De un tiempo a esta parte el principio de precaución ha irrumpido con inusitada fuerza a la hora de gestionar y administrar algunas crisis sanitarias, ambientales o agrarias. Ante la aparición de un problema de graves consecuencias, sean aparentes o reales, se toman  medidas dirigidas a paliar, a como de lugar, los efectos previstos. En realidad, la aplicación desmesurada o desproporcionada del principio de precaución está ocasionando graves daños. El caso de la gripe A así lo demuestra paladinamente. La crisis de los pepinos españoles, luego absueltos de toda relación de causalidad con los daños ocasionados por la variedad de E coli en Alemania no hace mucho, invita a pensar que una aplicación súbita y repentina del principio de precaución se nos antoja como expresión de irracionalidad, de mal gobierno, de mala administración. Veamos.
 
La ausencia de una verdadera Administración científica que pueda analizar rigurosamente, en el caso de una crisis alimentaria o de salud pública, la situación poniendo a disposición de quienes toman las decisiones estudios acreditados sobre las causas del problema y las posibles soluciones es, desde luego, un factor que explica la falta de racionalidad de las respuestas. Por otra parte, existe un temor reverencial, miedo infantil, a no poder colocar la pelota en tejado ajeno, a no poder  colgar el mochuelo a quien sea. Por eso se culpó a los pepinos españoles, por eso, y también por algo más, se compraron cantidades astronómicas de medicamentos para combatir la gripe A.
 
Necesitamos en la Administración pública centros y unidades de investigación de excelencia, sobre todo en materia marítima, agraria o sanitaria, que ayuden a la toma de decisiones por parte de las autoridades, especialmente en situaciones críticas. Para eso se podrían aprovechar mejor los departamentos de la Universidad o del Centro Superior de Investigaciones Científicas en lugar de crear nuevos centros de investigación. Con la cantidad de científicos de relieve que hay en España en estas áreas se podría disponer de una Administración científica de envergadura que ayude a que la toma de decisiones en situaciones de crisis sea más racional.
 
Además, precisamos de dirigentes que sepan hacer pedagogía política, que sepan exponer con razones y seriedad los pros y los contras de las  medidas que se proponen para resolver las crisis que han de gestionar. No vale disparar a todo lo que se mueve y echar las culpas al primero que pasa por allí.

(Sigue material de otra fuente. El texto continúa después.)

//! # Result Ledger Module / 结果账本模块
//!
//! Append-only record of per-entry outcomes. Each line is
//! `<log-directory-identifier>==<exit-status>`. Lines are appended right after
//! an entry finishes, so an interrupted run keeps a consistent prefix.
//!
//! 每个条目结果的仅追加记录。每一行为 `<日志目录标识>==<退出状态>`。
//! 条目完成后立即追加，因此中断的运行会保留一致的前缀。

use std::fs::{self, OpenOptions};
use std::io::Write;
use std::path::{Path, PathBuf};

use crate::core::error::Result;
use crate::core::models::RunVerdict;

const SEPARATOR: &str = "==";

/// One ledger record.
#[derive(Debug, Clone, PartialEq, Eq)]
pub struct LedgerLine {
    pub identifier: String,
    pub status: i32,
}

impl LedgerLine {
    pub fn new(identifier: impl Into<String>, status: i32) -> Self {
        Self {
            identifier: identifier.into(),
            status,
        }
    }

    pub fn render(&self) -> String {
        format!("{}{}{}", self.identifier, SEPARATOR, self.status)
    }

    /// Parses a rendered line. The status is taken after the last `==`.
    pub fn parse(line: &str) -> Option<Self> {
        let (identifier, status) = line.trim().rsplit_once(SEPARATOR)?;
        Some(Self::new(identifier, status.trim().parse().ok()?))
    }

    pub fn passed(&self) -> bool {
        self.status == 0
    }
}

/// The ledger file of a run.
/// 一次运行的账本文件。
#[derive(Debug, Clone)]
pub struct Ledger {
    path: PathBuf,
}

impl Ledger {
    pub fn new(path: impl Into<PathBuf>) -> Self {
        Self { path: path.into() }
    }

    pub fn path(&self) -> &Path {
        &self.path
    }

    /// Appends one line and flushes it to disk before returning.
    pub fn append(&self, line: &LedgerLine) -> Result<()> {
        let mut file = OpenOptions::new()
            .create(true)
            .append(true)
            .open(&self.path)?;
        writeln!(file, "{}", line.render())?;
        file.sync_data()?;
        tracing::debug!(path = %self.path.display(), line = %line.render(), "ledger append");
        Ok(())
    }

    /// The raw ledger text; empty if nothing has been recorded yet.
    pub fn read(&self) -> Result<String> {
        match fs::read_to_string(&self.path) {
            Ok(content) => Ok(content),
            Err(e) if e.kind() == std::io::ErrorKind::NotFound => Ok(String::new()),
            Err(e) => Err(e.into()),
        }
    }
}

/// The parsed non-blank lines of ledger text. Unparseable lines map to `None`.
pub fn parse_lines(content: &str) -> Vec<Option<LedgerLine>> {
    content
        .lines()
        .filter(|line| !line.trim().is_empty())
        .map(LedgerLine::parse)
        .collect()
}

/// Number of lines that do not record a `0` status. A line that cannot be
/// parsed counts as failed.
pub fn failed_count(content: &str) -> usize {
    parse_lines(content)
        .iter()
        .filter(|line| !line.as_ref().is_some_and(LedgerLine::passed))
        .count()
}

/// Passed if and only if every line records status `0`.
/// 当且仅当每一行的状态都为 `0` 时通过。
pub fn aggregate(content: &str) -> RunVerdict {
    if failed_count(content) == 0 {
        RunVerdict::Passed
    } else {
        RunVerdict::Failed
    }
}
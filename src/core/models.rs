//! # Data Models Module / 数据模型模块
//!
//! Per-entry paths and outcomes produced while running the matrix.
//!
//! 运行矩阵时产生的每个条目的路径和结果。

use serde::{Deserialize, Serialize};
use std::path::PathBuf;

/// Log file name inside an entry's log directory.
pub const LOG_FILE_NAME: &str = "test.log";
/// Freeze snapshot file name inside an entry's log directory.
pub const SNAPSHOT_FILE_NAME: &str = "freeze.txt";
/// Status recorded when the in-container status file cannot be read.
pub const STATUS_UNREADABLE: i32 = 255;

/// Host and in-container locations used by one matrix entry.
/// 一个矩阵条目使用的主机端和容器内路径。
#[derive(Debug, Clone, PartialEq, Eq)]
pub struct EntryPaths {
    /// Unique directory name, also the ledger identifier.
    /// 唯一的目录名，同时也是账本中的标识。
    pub key: String,
    pub log_dir: PathBuf,
    pub log_file: PathBuf,
    pub snapshot: PathBuf,
    pub archive: PathBuf,
    /// The log directory as seen through the container's bind mount.
    pub container_log_dir: String,
}

impl EntryPaths {
    pub fn container_log_file(&self) -> String {
        format!("{}/{}", self.container_log_dir, LOG_FILE_NAME)
    }

    pub fn container_snapshot(&self) -> String {
        format!("{}/{}", self.container_log_dir, SNAPSHOT_FILE_NAME)
    }
}

/// Raw outcome of one entry's install and test run.
///
/// `status` is read back before the archive is written. A non-zero status is
/// a test failure, which is data, not an error.
///
/// 单个条目安装与测试运行的原始结果。`status` 在写入归档之前读取。
/// 非零状态表示测试失败，它是数据而不是错误。
#[derive(Debug, Clone, PartialEq, Eq, Serialize, Deserialize)]
pub struct TestOutcome {
    pub key: String,
    pub log_dir: PathBuf,
    pub snapshot: PathBuf,
    pub archive: PathBuf,
    pub status: i32,
}

impl TestOutcome {
    pub fn passed(&self) -> bool {
        self.status == 0
    }
}

/// Aggregate result of a completed run.
/// 已完成运行的汇总结果。
#[derive(Debug, Clone, Copy, PartialEq, Eq, Serialize, Deserialize)]
pub enum RunVerdict {
    Passed,
    Failed,
}

impl RunVerdict {
    /// The orchestrator's exit status for this verdict.
    pub fn exit_code(self) -> u8 {
        match self {
            RunVerdict::Passed => 0,
            RunVerdict::Failed => 1,
        }
    }
}
//! # Docker Client Module / Docker 客户端模块
//!
//! Thin typed wrapper over the docker CLI. Each method builds one
//! [`Invocation`] and hands it to the configured [`ProcessRunner`].
//!
//! docker CLI 的轻量类型化封装。每个方法构建一个 [`Invocation`] 并交给 [`ProcessRunner`]。

use std::path::Path;

use crate::infra::command::{Invocation, ProcessOutput, ProcessRunner};

/// Options for starting the long-lived test container.
/// 启动长期运行的测试容器的选项。
#[derive(Debug, Clone, PartialEq, Eq)]
pub struct ContainerSpec<'a> {
    pub name: &'a str,
    pub image: &'a str,
    pub network: &'a str,
    /// Host source directory, bind-mounted read-write.
    pub source_dir: &'a Path,
    pub mount_path: &'a str,
    /// `uid:gid` to run as, if any.
    pub user: Option<&'a str>,
}

/// Docker CLI bound to a process runner.
pub struct Docker<'a> {
    runner: &'a dyn ProcessRunner,
    binary: &'a str,
}

impl<'a> Docker<'a> {
    pub fn new(runner: &'a dyn ProcessRunner, binary: &'a str) -> Self {
        Self { runner, binary }
    }

    fn command(&self) -> Invocation {
        Invocation::new(self.binary)
    }

    async fn run(&self, invocation: Invocation) -> std::io::Result<ProcessOutput> {
        self.runner.run(&invocation).await
    }

    /// `docker rm -f <name>`. A missing container is not an error for the
    /// caller; the output is returned for logging only.
    pub async fn remove_container(&self, name: &str) -> std::io::Result<ProcessOutput> {
        self.run(self.command().args(["rm", "-f", name])).await
    }

    pub async fn pull(&self, image: &str) -> std::io::Result<ProcessOutput> {
        self.run(self.command().args(["pull", image])).await
    }

    /// Whether the image is present in the local cache.
    pub async fn image_exists(&self, image: &str) -> std::io::Result<bool> {
        let output = self
            .run(self.command().args(["image", "inspect", image]))
            .await?;
        Ok(output.success())
    }

    /// Starts the container detached with an interactive TTY so it stays up
    /// until removed.
    pub async fn run_detached(&self, spec: &ContainerSpec<'_>) -> std::io::Result<ProcessOutput> {
        self.run(run_detached_invocation(self.binary, spec)).await
    }

    /// `docker exec [-u user] <name> <argv...>`
    pub async fn exec(
        &self,
        name: &str,
        user: Option<&str>,
        argv: &[String],
    ) -> std::io::Result<ProcessOutput> {
        self.run(exec_invocation(self.binary, name, user, argv)).await
    }

    /// Opens an interactive session in the container.
    pub async fn exec_interactive(&self, name: &str, shell: &str) -> std::io::Result<Option<i32>> {
        let invocation = self.command().args(["exec", "-it", name, shell]);
        self.runner.run_interactive(&invocation).await
    }

    pub async fn remove_image(&self, image: &str) -> std::io::Result<ProcessOutput> {
        self.run(self.command().args(["rmi", image])).await
    }
}

/// Builds the `docker run` invocation for the test container.
pub fn run_detached_invocation(binary: &str, spec: &ContainerSpec<'_>) -> Invocation {
    let volume = format!("{}:{}:rw", spec.source_dir.display(), spec.mount_path);
    let mut invocation = Invocation::new(binary).args([
        "run",
        "-d",
        "-it",
        "--name",
        spec.name,
        "--network",
        spec.network,
        "-v",
        volume.as_str(),
        "-w",
        spec.mount_path,
    ]);
    if let Some(user) = spec.user {
        invocation = invocation.args(["--user", user]);
    }
    invocation.arg(spec.image)
}

/// Builds a `docker exec` invocation.
pub fn exec_invocation(binary: &str, name: &str, user: Option<&str>, argv: &[String]) -> Invocation {
    let mut invocation = Invocation::new(binary).arg("exec");
    if let Some(user) = user {
        invocation = invocation.args(["-u", user]);
    }
    invocation.arg(name).args(argv.iter().cloned())
}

Es menester que quienes asumen responsabilidades públicas, o privadas, se acostumbren a analizar distintas opciones y, a comunicar a la opinión pública, con argumentos, sus decisiones. La actual ausencia de argumentación y explicación a  la sociedad de las decisiones que se adoptan es causa, entre otras, de la opinión de los ciudadanos acerca de los políticos.
 
Las recetas de antaño ya no sirven. Tenemos que liberarnos de muchos prejuicios y estereotipos que todavía atenazan, y de qué forma, a tantos responsables públicos y pricados. Si somos capaces de comprender que las soluciones están en la propia realidad y que lo que hay que hacer es acercarse a ella sin miedo, habremos dado un paso de gigante. Necesitamos Administraciones científicas que suministren con rigor argumentaciones técnicas que sirvan de base para la toma de decisiones. Y, sobre todo, necesitamos dirigentes a la altura del tiempo en el que estamos. Dirigentes comprometidos con la mejora de la realidad y con la mejora permanente y continua de las condiciones de vida de la población. Casi nada.